# Task
Scan the records for the word "playlists". Return each line where it is found.

# Entries supplied
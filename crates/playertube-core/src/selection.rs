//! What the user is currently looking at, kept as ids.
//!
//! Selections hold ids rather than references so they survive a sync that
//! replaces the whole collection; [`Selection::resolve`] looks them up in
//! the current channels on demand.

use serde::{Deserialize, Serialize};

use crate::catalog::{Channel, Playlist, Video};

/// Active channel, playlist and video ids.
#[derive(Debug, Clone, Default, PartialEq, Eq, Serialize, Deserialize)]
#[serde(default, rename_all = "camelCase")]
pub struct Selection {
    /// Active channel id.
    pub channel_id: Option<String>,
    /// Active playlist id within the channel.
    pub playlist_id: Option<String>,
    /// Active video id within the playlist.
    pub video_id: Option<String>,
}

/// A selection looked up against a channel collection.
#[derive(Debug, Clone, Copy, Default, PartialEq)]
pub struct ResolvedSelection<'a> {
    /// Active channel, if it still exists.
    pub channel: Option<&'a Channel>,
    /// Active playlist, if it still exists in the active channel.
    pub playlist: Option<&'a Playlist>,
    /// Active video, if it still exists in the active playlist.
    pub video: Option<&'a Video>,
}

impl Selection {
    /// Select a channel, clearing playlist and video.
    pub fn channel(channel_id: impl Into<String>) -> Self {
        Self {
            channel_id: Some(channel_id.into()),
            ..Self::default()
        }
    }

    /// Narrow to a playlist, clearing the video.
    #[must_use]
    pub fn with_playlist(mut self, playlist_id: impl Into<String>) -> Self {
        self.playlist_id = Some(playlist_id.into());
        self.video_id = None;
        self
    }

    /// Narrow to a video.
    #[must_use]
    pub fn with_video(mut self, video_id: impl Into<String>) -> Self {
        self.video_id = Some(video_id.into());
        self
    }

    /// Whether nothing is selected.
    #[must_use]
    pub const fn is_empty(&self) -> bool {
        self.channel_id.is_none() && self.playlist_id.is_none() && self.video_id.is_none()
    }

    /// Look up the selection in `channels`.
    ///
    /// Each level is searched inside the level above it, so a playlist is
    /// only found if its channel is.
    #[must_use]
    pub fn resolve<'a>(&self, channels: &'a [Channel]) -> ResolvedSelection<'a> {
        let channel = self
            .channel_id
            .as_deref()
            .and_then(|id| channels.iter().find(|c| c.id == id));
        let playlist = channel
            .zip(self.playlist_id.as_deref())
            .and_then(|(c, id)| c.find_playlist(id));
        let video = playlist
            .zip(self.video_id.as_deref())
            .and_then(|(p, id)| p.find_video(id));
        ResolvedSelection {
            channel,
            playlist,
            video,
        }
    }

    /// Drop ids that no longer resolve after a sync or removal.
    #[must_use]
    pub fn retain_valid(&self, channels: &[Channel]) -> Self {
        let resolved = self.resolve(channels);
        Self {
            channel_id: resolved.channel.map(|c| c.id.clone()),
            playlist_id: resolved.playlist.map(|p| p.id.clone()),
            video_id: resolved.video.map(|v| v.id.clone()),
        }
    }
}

...

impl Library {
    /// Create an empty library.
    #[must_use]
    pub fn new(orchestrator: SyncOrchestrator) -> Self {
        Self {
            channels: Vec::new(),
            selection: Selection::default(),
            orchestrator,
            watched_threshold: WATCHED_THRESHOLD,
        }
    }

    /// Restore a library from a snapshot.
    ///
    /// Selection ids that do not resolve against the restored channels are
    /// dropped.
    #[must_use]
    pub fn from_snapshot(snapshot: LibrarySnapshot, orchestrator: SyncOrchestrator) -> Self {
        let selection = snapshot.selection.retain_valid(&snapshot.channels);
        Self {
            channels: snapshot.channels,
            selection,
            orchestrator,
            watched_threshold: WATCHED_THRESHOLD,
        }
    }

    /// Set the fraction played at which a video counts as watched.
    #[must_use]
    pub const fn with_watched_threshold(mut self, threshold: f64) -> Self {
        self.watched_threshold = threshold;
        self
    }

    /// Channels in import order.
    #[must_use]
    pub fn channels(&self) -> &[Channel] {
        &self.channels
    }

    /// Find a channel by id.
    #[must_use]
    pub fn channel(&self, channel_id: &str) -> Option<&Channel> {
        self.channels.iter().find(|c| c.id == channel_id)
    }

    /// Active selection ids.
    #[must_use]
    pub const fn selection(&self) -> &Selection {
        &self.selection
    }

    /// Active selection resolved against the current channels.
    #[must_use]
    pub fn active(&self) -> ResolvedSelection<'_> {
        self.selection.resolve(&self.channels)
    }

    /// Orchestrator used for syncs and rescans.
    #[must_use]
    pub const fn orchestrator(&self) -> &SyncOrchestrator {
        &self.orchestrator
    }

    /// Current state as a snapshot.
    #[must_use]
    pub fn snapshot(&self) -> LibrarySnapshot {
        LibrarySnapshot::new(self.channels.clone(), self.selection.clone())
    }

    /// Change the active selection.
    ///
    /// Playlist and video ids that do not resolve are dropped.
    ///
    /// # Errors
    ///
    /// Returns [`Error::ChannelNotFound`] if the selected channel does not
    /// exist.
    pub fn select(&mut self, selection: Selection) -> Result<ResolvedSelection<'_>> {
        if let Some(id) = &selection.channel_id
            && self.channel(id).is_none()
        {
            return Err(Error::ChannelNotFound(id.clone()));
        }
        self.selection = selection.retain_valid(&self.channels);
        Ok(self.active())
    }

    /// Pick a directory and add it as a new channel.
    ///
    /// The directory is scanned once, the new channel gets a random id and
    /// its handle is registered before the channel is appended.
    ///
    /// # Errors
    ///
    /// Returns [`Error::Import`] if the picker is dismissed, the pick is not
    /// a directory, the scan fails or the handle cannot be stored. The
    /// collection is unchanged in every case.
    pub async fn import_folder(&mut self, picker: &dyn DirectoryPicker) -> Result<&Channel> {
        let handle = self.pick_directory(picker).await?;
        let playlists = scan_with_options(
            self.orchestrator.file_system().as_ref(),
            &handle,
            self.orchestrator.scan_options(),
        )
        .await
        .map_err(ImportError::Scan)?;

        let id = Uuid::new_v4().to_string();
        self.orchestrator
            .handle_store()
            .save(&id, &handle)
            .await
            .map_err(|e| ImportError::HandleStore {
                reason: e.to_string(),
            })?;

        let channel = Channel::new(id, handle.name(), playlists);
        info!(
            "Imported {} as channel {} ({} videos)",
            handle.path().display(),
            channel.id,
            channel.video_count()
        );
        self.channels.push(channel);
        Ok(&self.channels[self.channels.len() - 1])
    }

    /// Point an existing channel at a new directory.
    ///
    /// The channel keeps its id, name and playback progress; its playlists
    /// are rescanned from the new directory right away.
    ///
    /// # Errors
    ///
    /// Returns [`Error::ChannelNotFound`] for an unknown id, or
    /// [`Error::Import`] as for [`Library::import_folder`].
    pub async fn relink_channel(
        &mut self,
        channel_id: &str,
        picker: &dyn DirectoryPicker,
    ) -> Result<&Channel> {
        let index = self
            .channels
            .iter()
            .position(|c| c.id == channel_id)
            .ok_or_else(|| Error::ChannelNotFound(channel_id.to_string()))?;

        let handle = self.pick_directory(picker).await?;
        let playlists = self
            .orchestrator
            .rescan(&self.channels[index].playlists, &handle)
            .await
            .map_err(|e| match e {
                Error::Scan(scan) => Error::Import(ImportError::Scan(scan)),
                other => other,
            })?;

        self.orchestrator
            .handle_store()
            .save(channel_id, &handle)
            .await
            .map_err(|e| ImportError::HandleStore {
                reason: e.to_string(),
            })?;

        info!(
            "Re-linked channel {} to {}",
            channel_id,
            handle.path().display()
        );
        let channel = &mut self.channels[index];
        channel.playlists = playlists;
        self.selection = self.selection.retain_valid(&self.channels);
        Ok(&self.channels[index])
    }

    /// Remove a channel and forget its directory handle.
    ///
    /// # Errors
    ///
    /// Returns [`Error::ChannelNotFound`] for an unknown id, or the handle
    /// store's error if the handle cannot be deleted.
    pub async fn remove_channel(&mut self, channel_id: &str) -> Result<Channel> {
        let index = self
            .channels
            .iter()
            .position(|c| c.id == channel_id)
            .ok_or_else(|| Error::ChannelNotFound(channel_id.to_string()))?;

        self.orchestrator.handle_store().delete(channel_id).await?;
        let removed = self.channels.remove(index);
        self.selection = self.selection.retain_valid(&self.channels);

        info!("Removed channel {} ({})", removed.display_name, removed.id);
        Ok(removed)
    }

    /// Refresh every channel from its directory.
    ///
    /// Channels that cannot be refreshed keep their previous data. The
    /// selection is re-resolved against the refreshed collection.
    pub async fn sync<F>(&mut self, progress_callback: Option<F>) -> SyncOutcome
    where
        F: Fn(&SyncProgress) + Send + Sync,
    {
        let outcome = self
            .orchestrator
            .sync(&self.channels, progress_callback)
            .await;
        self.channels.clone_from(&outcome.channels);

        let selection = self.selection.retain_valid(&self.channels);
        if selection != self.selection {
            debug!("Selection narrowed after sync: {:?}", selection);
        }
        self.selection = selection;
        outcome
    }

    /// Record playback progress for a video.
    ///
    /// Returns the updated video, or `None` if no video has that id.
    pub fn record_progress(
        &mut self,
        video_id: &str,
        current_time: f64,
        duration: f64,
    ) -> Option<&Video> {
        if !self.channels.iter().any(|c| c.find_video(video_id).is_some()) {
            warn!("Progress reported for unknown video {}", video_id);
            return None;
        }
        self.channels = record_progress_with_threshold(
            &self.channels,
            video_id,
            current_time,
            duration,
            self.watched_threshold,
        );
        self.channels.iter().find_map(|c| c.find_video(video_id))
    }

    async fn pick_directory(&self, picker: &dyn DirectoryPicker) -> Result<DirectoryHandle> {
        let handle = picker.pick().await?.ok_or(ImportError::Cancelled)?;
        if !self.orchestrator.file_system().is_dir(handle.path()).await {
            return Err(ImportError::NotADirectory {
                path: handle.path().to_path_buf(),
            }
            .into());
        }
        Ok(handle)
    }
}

# Exercise solution
        let playlists = scan_with_options(
        let channel = Channel::new(id, handle.name(), playlists);
    /// The channel keeps its id, name and playback progress; its playlists
        let playlists = self
            .rescan(&self.channels[index].playlists, &handle)
        channel.playlists = playlists;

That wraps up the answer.